• REQUIRED WORK
Find how many lines in the entries below carry the word "summary" and answer with only that figure.

• MATERIAL FOR THIS EXERCISE
▼

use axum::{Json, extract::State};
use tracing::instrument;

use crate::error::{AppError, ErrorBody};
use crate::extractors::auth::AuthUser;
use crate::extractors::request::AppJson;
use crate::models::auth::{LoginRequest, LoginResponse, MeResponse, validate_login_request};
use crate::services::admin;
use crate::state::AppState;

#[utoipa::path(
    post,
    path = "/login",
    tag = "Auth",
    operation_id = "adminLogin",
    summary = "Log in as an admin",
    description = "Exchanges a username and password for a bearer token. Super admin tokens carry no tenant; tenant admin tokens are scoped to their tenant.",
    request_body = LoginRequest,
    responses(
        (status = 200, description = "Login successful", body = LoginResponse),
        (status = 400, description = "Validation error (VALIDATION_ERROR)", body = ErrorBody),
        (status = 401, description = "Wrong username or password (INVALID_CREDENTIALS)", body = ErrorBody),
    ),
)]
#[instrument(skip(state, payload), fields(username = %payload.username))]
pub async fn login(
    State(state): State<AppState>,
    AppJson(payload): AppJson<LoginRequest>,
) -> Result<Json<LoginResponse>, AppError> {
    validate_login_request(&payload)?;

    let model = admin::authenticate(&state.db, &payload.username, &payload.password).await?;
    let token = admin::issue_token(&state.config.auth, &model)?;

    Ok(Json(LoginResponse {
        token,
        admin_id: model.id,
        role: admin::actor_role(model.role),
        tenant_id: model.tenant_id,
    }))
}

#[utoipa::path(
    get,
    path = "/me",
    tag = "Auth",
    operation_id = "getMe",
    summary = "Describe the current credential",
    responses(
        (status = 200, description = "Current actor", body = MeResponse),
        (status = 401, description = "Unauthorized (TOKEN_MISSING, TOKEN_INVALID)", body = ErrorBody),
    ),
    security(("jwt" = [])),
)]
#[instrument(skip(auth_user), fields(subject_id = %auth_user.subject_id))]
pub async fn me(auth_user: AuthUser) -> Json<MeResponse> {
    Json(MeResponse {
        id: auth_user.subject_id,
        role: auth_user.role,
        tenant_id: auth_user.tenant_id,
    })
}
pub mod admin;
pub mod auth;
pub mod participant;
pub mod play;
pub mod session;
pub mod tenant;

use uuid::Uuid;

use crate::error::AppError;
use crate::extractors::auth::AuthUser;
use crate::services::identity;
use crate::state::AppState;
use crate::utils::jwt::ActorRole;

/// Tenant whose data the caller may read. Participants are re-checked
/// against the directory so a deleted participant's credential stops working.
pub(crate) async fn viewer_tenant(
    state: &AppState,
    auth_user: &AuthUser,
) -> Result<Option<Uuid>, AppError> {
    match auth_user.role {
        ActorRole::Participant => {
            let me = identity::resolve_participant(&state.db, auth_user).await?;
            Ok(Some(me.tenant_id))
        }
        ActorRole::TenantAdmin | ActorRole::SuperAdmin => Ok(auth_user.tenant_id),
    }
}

▲
▼

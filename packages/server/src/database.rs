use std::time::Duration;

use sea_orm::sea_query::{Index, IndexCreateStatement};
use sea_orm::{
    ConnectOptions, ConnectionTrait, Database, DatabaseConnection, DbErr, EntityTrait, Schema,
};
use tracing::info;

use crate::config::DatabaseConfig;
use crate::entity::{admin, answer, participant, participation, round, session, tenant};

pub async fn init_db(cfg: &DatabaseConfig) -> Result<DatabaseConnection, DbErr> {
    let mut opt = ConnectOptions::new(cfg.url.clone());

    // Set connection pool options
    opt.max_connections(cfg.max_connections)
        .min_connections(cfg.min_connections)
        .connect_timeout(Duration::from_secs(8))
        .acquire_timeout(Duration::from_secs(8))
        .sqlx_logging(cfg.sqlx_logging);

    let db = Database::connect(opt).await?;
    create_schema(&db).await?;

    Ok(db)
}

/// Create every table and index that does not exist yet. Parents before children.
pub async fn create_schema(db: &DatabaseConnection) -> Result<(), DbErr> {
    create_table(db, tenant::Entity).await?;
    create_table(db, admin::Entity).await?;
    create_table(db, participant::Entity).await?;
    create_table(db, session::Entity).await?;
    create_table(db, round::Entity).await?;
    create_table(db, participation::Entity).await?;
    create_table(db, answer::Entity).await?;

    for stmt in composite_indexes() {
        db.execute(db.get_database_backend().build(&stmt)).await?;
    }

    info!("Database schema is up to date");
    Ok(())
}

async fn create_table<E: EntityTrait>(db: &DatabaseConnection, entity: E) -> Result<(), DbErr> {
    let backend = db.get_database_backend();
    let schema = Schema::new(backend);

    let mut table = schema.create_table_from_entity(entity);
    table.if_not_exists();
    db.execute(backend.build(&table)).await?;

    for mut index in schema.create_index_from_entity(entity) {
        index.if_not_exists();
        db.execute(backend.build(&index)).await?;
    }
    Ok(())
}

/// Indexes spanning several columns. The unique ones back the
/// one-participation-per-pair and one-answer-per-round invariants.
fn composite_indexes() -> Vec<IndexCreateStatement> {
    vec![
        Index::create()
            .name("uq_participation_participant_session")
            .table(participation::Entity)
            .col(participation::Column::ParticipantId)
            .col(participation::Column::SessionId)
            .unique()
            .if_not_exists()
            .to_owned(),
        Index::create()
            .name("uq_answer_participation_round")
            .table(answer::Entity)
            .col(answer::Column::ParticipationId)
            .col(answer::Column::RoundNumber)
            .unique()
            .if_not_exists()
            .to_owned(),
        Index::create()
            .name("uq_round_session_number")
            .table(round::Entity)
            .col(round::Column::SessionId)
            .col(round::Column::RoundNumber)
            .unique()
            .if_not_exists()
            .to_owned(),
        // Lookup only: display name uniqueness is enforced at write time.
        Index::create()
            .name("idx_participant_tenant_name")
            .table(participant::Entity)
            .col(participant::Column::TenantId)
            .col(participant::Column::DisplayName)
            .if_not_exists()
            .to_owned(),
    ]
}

▲
▼

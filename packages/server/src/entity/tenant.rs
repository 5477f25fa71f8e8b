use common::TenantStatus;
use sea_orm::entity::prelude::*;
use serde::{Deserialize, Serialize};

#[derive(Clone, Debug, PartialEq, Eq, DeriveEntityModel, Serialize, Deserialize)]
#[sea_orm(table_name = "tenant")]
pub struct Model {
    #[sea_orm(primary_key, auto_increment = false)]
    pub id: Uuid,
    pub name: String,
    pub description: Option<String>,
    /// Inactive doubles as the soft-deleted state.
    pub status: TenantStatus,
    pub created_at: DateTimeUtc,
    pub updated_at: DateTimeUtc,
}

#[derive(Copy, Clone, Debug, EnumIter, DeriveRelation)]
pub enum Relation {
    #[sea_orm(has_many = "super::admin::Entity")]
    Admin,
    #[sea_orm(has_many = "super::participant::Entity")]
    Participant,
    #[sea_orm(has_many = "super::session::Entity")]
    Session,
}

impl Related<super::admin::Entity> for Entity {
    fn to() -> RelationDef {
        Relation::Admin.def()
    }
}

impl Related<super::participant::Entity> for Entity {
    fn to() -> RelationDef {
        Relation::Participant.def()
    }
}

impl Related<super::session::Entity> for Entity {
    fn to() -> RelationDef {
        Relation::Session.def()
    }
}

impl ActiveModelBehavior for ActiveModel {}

▲

• RESPONSE TO THIS TASK
2